Mathematical models based on ordinary differential equations are a useful tool to study the processes involved in epidemiology. Many models consider that the parameters are deterministic variables. But in practice, the transmission parameters present large variability and it is not possible to determine them exactly, and it is necessary to introduce randomness. In this paper, we present an application of the polynomial chaos approach to epidemiological mathematical models based on ordinary differential equations with random coefficients.
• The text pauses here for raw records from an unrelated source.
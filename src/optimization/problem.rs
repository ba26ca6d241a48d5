//! Closure-based description of an unconstrained smooth problem.
//!
//! Purpose
//! -------
//! Wrap a user-supplied objective `f(x)` (and optionally its analytic
//! gradient) behind one evaluation surface with call counting and a
//! central finite-difference fallback, so the solver layer never cares
//! which flavor it was given.
//!
//! Key behaviors
//! -------------
//! - [`Problem::eval`] counts one function call per invocation.
//! - [`Problem::eval_grad`] uses the analytic gradient when present
//!   (counting one function and one gradient call); otherwise it falls
//!   back to central finite differences via `finitediff` and counts only
//!   the one monitored function call — the difference probes are not
//!   billed to the counters.
//! - [`Problem::grad_accuracy`] reports the relative mismatch between the
//!   analytic and finite-difference gradients, for checking hand-derived
//!   gradients before a long run.
//!
//! Invariants & assumptions
//! ------------------------
//! - The objective may return non-finite values; callers (line searches,
//!   stochastic loops) are responsible for treating those as rejections.
//! - Counters are interior-mutable so a `&Problem` can be shared freely
//!   by the solver layer.
use std::cell::Cell;

use finitediff::FiniteDiff;

use crate::optimization::types::{inf_norm, Grad, Point, Scalar};

/// Unconstrained smooth optimization problem described by closures.
pub struct Problem {
    op_size: Box<dyn Fn() -> usize>,
    op_fval: Box<dyn Fn(&Point) -> Scalar>,
    op_grad: Option<Box<dyn Fn(&Point) -> (Scalar, Grad)>>,
    fcalls: Cell<usize>,
    gcalls: Cell<usize>,
}

impl Problem {
    /// Problem with no analytic gradient; [`Problem::eval_grad`] falls
    /// back to central finite differences.
    pub fn new(
        op_size: impl Fn() -> usize + 'static, op_fval: impl Fn(&Point) -> Scalar + 'static,
    ) -> Self {
        Self {
            op_size: Box::new(op_size),
            op_fval: Box::new(op_fval),
            op_grad: None,
            fcalls: Cell::new(0),
            gcalls: Cell::new(0),
        }
    }

    /// Problem with an analytic gradient. The gradient closure returns the
    /// function value alongside the gradient so both come from one pass.
    pub fn with_gradient(
        op_size: impl Fn() -> usize + 'static, op_fval: impl Fn(&Point) -> Scalar + 'static,
        op_grad: impl Fn(&Point) -> (Scalar, Grad) + 'static,
    ) -> Self {
        Self {
            op_size: Box::new(op_size),
            op_fval: Box::new(op_fval),
            op_grad: Some(Box::new(op_grad)),
            fcalls: Cell::new(0),
            gcalls: Cell::new(0),
        }
    }

    /// Number of dimensions.
    pub fn size(&self) -> usize {
        (self.op_size)()
    }

    /// Whether an analytic gradient was supplied.
    pub fn has_gradient(&self) -> bool {
        self.op_grad.is_some()
    }

    /// Evaluate the objective at `x`. Counts one function call.
    pub fn eval(&self, x: &Point) -> Scalar {
        self.fcalls.set(self.fcalls.get() + 1);
        (self.op_fval)(x)
    }

    /// Evaluate the objective and its gradient at `x`.
    ///
    /// With an analytic gradient this counts one function and one gradient
    /// call; with the finite-difference fallback only the monitored
    /// function evaluation is counted.
    pub fn eval_grad(&self, x: &Point) -> (Scalar, Grad) {
        match &self.op_grad {
            Some(op) => {
                self.fcalls.set(self.fcalls.get() + 1);
                self.gcalls.set(self.gcalls.get() + 1);
                op(x)
            }
            None => {
                let g = self.fd_grad(x);
                (self.eval(x), g)
            }
        }
    }

    /// Relative mismatch between the analytic and central finite-difference
    /// gradients at `x`: `||g − g_fd||_inf / (1 + |f|)`.
    ///
    /// Returns 0.0 when no analytic gradient is available (there is nothing
    /// to compare against).
    pub fn grad_accuracy(&self, x: &Point) -> Scalar {
        match &self.op_grad {
            Some(op) => {
                let (f, g) = op(x);
                let g_fd = self.fd_grad(x);
                inf_norm(&(&g - &g_fd)) / (1.0 + f.abs())
            }
            None => 0.0,
        }
    }

    /// Function evaluations so far.
    pub fn fcalls(&self) -> usize {
        self.fcalls.get()
    }

    /// Gradient evaluations so far.
    pub fn gcalls(&self) -> usize {
        self.gcalls.get()
    }

    /// Reset both evaluation counters to zero.
    pub fn reset_calls(&self) {
        self.fcalls.set(0);
        self.gcalls.set(0);
    }

    fn fd_grad(&self, x: &Point) -> Grad {
        x.central_diff(&|probe: &Point| (self.op_fval)(probe))
    }
}
//! Weighted running averages over scalars and vectors.
//!
//! Both keep the pair `(weights_sum, average)` and fold each observation
//! in as `average += (value − average) · (weight / weights_sum')`, where
//! `weights_sum'` already includes the new weight. With unit weights this
//! is the exact cumulative mean; the averaging and adaptive stochastic
//! solvers build on it.
use ndarray::Array1;

use crate::optimization::types::Scalar;

/// Weighted running average of a scalar sequence.
#[derive(Debug, Clone, Default)]
pub struct RunningScalar {
    weights: Scalar,
    average: Scalar,
}

impl RunningScalar {
    pub fn new() -> Self {
        Self { weights: 0.0, average: 0.0 }
    }

    /// Fold in one observation with the given weight.
    pub fn update(&mut self, value: Scalar, weight: Scalar) {
        self.weights += weight;
        self.average += (value - self.average) * (weight / self.weights);
    }

    /// Current average; 0.0 before the first update.
    pub fn average(&self) -> Scalar {
        self.average
    }

    /// Sum of the weights folded in so far.
    pub fn weights_sum(&self) -> Scalar {
        self.weights
    }

    pub fn reset(&mut self) {
        self.weights = 0.0;
        self.average = 0.0;
    }
}

/// Weighted running average of a vector sequence, component-wise.
#[derive(Debug, Clone)]
pub struct RunningVector {
    weights: Scalar,
    average: Array1<Scalar>,
}

impl RunningVector {
    pub fn new(dimensions: usize) -> Self {
        Self { weights: 0.0, average: Array1::zeros(dimensions) }
    }

    /// Fold in one observation with the given weight.
    pub fn update(&mut self, value: &Array1<Scalar>, weight: Scalar) {
        self.weights += weight;
        let ratio = weight / self.weights;
        self.average.zip_mut_with(value, |avg, &v| *avg += (v - *avg) * ratio);
    }

    /// Current average; the zero vector before the first update.
    pub fn average(&self) -> &Array1<Scalar> {
        &self.average
    }

    /// Sum of the weights folded in so far.
    pub fn weights_sum(&self) -> Scalar {
        self.weights
    }

    pub fn reset(&mut self) {
        self.weights = 0.0;
        self.average.fill(0.0);
    }
}

#[cfg(test)]
mod tests {
    use ndarray::array;

    use super::*;

    // Purpose: unit weights reproduce the exact cumulative mean.
    // Given: the sequence 1, 2, 3 with weight 1 each.
    // Expect: averages 1, 1.5, 2 and weights_sum 3.
    #[test]
    fn unit_weights_give_cumulative_mean() {
        let mut avg = RunningScalar::new();
        avg.update(1.0, 1.0);
        assert_eq!(avg.average(), 1.0);
        avg.update(2.0, 1.0);
        assert_eq!(avg.average(), 1.5);
        avg.update(3.0, 1.0);
        assert_eq!(avg.average(), 2.0);
        assert_eq!(avg.weights_sum(), 3.0);
    }

    // Purpose: unequal weights tilt the average toward heavier values.
    // Given: 0 with weight 1, then 4 with weight 3.
    // Expect: (0·1 + 4·3) / 4 = 3.
    #[test]
    fn heavier_observations_dominate() {
        let mut avg = RunningScalar::new();
        avg.update(0.0, 1.0);
        avg.update(4.0, 3.0);
        assert!((avg.average() - 3.0).abs() < 1e-12);
    }

    // Purpose: the vector form averages component-wise.
    // Given: (1, 10) and (3, 30) with unit weights.
    // Expect: (2, 20), and reset returns to the zero vector.
    #[test]
    fn vector_average_is_component_wise() {
        let mut avg = RunningVector::new(2);
        avg.update(&array![1.0, 10.0], 1.0);
        avg.update(&array![3.0, 30.0], 1.0);
        assert_eq!(avg.average(), &array![2.0, 20.0]);

        avg.reset();
        assert_eq!(avg.average(), &array![0.0, 0.0]);
        assert_eq!(avg.weights_sum(), 0.0);
    }
}
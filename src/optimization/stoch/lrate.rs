//! Decayed learning-rate schedules: `alpha_k = alpha0 / (k + 1)^p`.
use std::str::FromStr;

use crate::optimization::{
    errors::{OptError, OptResult},
    types::Scalar,
};

/// Decay exponent family for the averaging/accelerated solvers.
#[derive(Debug, Clone, Copy, PartialEq, Eq)]
pub enum DecaySchedule {
    /// p = 1.0
    Unit,
    /// p = 0.75
    Qrt3,
    /// p = 0.5
    Sqrt,
}

impl DecaySchedule {
    pub fn exponent(self) -> Scalar {
        match self {
            DecaySchedule::Unit => 1.0,
            DecaySchedule::Qrt3 => 0.75,
            DecaySchedule::Sqrt => 0.5,
        }
    }
}

impl FromStr for DecaySchedule {
    type Err = OptError;

    fn from_str(name: &str) -> OptResult<Self> {
        match name.to_ascii_lowercase().as_str() {
            "unit" => Ok(DecaySchedule::Unit),
            "qrt3" => Ok(DecaySchedule::Qrt3),
            "sqrt" => Ok(DecaySchedule::Sqrt),
            _ => Err(OptError::InvalidName {
                name: name.to_string(),
                reason: "Expected 'unit', 'qrt3', or 'sqrt'.",
            }),
        }
    }
}

/// Stateful rate generator; `next()` yields `alpha0 / (k + 1)^p` for
/// k = 0, 1, 2, ...
#[derive(Debug, Clone)]
pub(crate) struct LearningRate {
    alpha0: Scalar,
    exponent: Scalar,
    k: usize,
}

impl LearningRate {
    pub(crate) fn new(alpha0: Scalar, schedule: DecaySchedule) -> Self {
        Self { alpha0, exponent: schedule.exponent(), k: 0 }
    }

    pub(crate) fn next(&mut self) -> Scalar {
        let alpha = self.alpha0 / ((self.k + 1) as Scalar).powf(self.exponent);
        self.k += 1;
        alpha
    }
}
//! Stochastic iterate averaging: plain decayed-rate SGD steps, with the
//! running average of the iterates as the reported point.
use crate::optimization::{
    average::RunningVector,
    problem::Problem,
    stoch::{finite_update, lrate::LearningRate, StochOptions, StochSolver},
    types::Point,
};

pub(crate) struct SiaSolver {
    lrate: LearningRate,
    xavg: RunningVector,
}

impl SiaSolver {
    pub(crate) fn new(opts: &StochOptions, dimensions: usize) -> Self {
        Self {
            lrate: LearningRate::new(opts.alpha0, opts.schedule),
            xavg: RunningVector::new(dimensions),
        }
    }
}

impl StochSolver for SiaSolver {
    fn iterate(&mut self, problem: &Problem, x: &mut Point, _k: usize) {
        let (f, g) = problem.eval_grad(x);
        if !finite_update(f, &g) {
            return;
        }

        let alpha = self.lrate.next();
        x.scaled_add(-alpha, &g);
        self.xavg.update(x, 1.0);
    }

    fn monitored(&self, x: &Point) -> Point {
        if self.xavg.weights_sum() > 0.0 {
            self.xavg.average().clone()
        } else {
            x.clone()
        }
    }
}

#[cfg(test)]
mod tests {
    use ndarray::array;

    use super::*;
    use crate::optimization::{stoch::StochOptimizer, types::Point};

    // Purpose: the monitored point is the mean of the visited iterates.
    // Given: two steps on f(x) = x² from x = 1 with alpha0 = 0.25.
    // Expect: monitored = (x1 + x2)/2, not the raw iterate.
    #[test]
    fn monitored_point_is_iterate_mean() {
        let problem = Problem::with_gradient(
            || 1,
            |x: &Point| x[0] * x[0],
            |x: &Point| (x[0] * x[0], array![2.0 * x[0]]),
        );
        let opts = StochOptions::new(StochOptimizer::Sia, 1, 2, 0.25, 0.0).unwrap();
        let mut solver = SiaSolver::new(&opts, 1);
        let mut x = array![1.0];

        solver.iterate(&problem, &mut x, 0); // x1 = 1 − 0.25·2 = 0.5
        let x1 = x[0];
        solver.iterate(&problem, &mut x, 1); // x2 = x1 − (0.25/√2)·2·x1
        let x2 = x[0];

        let monitored = solver.monitored(&x);
        assert!((monitored[0] - 0.5 * (x1 + x2)).abs() < 1e-12);
        assert!(monitored[0] != x2);
    }
}
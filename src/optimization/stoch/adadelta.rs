//! AdaDelta: learning-rate-free adaptive steps.
//!
//! Keeps exponential moving averages of the squared gradients and of the
//! squared parameter updates; each step rescales the gradient by
//! `sqrt(eps + avg_updates) / sqrt(eps + avg_gradients)` per dimension,
//! so the units of the update match the units of the parameters.
use ndarray::Array1;

use crate::optimization::{
    problem::Problem,
    stoch::{finite_update, StochOptions, StochSolver},
    types::{Point, Scalar},
};

pub(crate) struct AdaDeltaSolver {
    momentum: Scalar,
    epsilon: Scalar,
    gavg2: Array1<Scalar>,
    davg2: Array1<Scalar>,
}

impl AdaDeltaSolver {
    pub(crate) fn new(opts: &StochOptions, dimensions: usize) -> Self {
        Self {
            momentum: opts.momentum,
            epsilon: opts.epsilon,
            gavg2: Array1::zeros(dimensions),
            davg2: Array1::zeros(dimensions),
        }
    }
}

impl StochSolver for AdaDeltaSolver {
    fn iterate(&mut self, problem: &Problem, x: &mut Point, _k: usize) {
        let (f, g) = problem.eval_grad(x);
        if !finite_update(f, &g) {
            return;
        }

        let rho = self.momentum;
        let epsilon = self.epsilon;

        self.gavg2.zip_mut_with(&g, |avg, &gi| *avg = rho * *avg + (1.0 - rho) * gi * gi);

        let dx: Point = ndarray::Zip::from(&g)
            .and(&self.gavg2)
            .and(&self.davg2)
            .map_collect(|&gi, &ga, &da| gi * (epsilon + da).sqrt() / (epsilon + ga).sqrt());

        *x -= &dx;
        self.davg2
            .zip_mut_with(&dx, |avg, &di| *avg = rho * *avg + (1.0 - rho) * di * di);
    }
}

#[cfg(test)]
mod tests {
    use ndarray::array;

    use super::*;
    use crate::optimization::{stoch::StochOptimizer, types::Point};

    // Purpose: the first step matches the closed form and feeds the
    // update average.
    // Given: g = −6, rho = 0.9, eps = 1e-6, so gavg2 = 3.6 and
    //        dx = −6·sqrt(1e-6)/sqrt(1e-6 + 3.6).
    // Expect: x moves by −dx and davg2 becomes 0.1·dx².
    #[test]
    fn first_step_matches_closed_form() {
        let problem = Problem::with_gradient(
            || 1,
            |x: &Point| (x[0] - 3.0) * (x[0] - 3.0),
            |x: &Point| ((x[0] - 3.0) * (x[0] - 3.0), array![2.0 * (x[0] - 3.0)]),
        );
        let opts = StochOptions::new(StochOptimizer::AdaDelta, 1, 1, 0.1, 0.0).unwrap();
        let mut solver = AdaDeltaSolver::new(&opts, 1);
        let mut x = array![0.0];

        solver.iterate(&problem, &mut x, 0);

        let expected_dx = -6.0 * (1e-6_f64).sqrt() / (1e-6 + 3.6_f64).sqrt();
        assert!((x[0] + expected_dx).abs() < 1e-12);
        assert!((solver.davg2[0] - 0.1 * expected_dx * expected_dx).abs() < 1e-15);
    }

    // Purpose: the step has no global learning rate to tune.
    // Given: options with a (ignored) alpha0 of 123.
    // Expect: the step magnitude is unchanged by alpha0.
    #[test]
    fn ignores_alpha0() {
        let problem = Problem::with_gradient(
            || 1,
            |x: &Point| x[0] * x[0],
            |x: &Point| (x[0] * x[0], array![2.0 * x[0]]),
        );
        let small = StochOptions::new(StochOptimizer::AdaDelta, 1, 1, 1e-3, 0.0).unwrap();
        let large = StochOptions::new(StochOptimizer::AdaDelta, 1, 1, 123.0, 0.0).unwrap();

        let mut xa = array![1.0];
        let mut xb = array![1.0];
        AdaDeltaSolver::new(&small, 1).iterate(&problem, &mut xa, 0);
        AdaDeltaSolver::new(&large, 1).iterate(&problem, &mut xb, 0);

        assert_eq!(xa, xb);
    }
}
Taking into account the variability of the transmission parameters of the model, this approach allows us to obtain an auxiliary system of differential equations, which is then integrated numerically to obtain the first-and the second-order moments of the output stochastic processes. A sensitivity analysis based on the polynomial chaos approach is also performed to determine which parameters have the greatest influence on the results. As an example, we will apply the approach to an obesity epidemic model.
基于常微分方程的数学模型是研究流行病学中涉及的过程的有用工具。许多模型认为参数是确定性变量。但在实践中,传播参数存在很大的可变性,无法准确确定它们,因此需要引入随机性。本文将多项式混沌方法应用于基于常微分方程的具有随机系数的流行病学数学模型。考虑到模型传播参数的可变性,该方法允许我们获得辅助微分方程组,然后对其进行数值积分,以获得输出随机过程的一阶和二阶矩。还进行了基于多项式混沌方法的敏感性分析,以确定哪些参数对结果的影响最大。作为一个例子,我们将应用这种方法来研究肥胖症流行模型。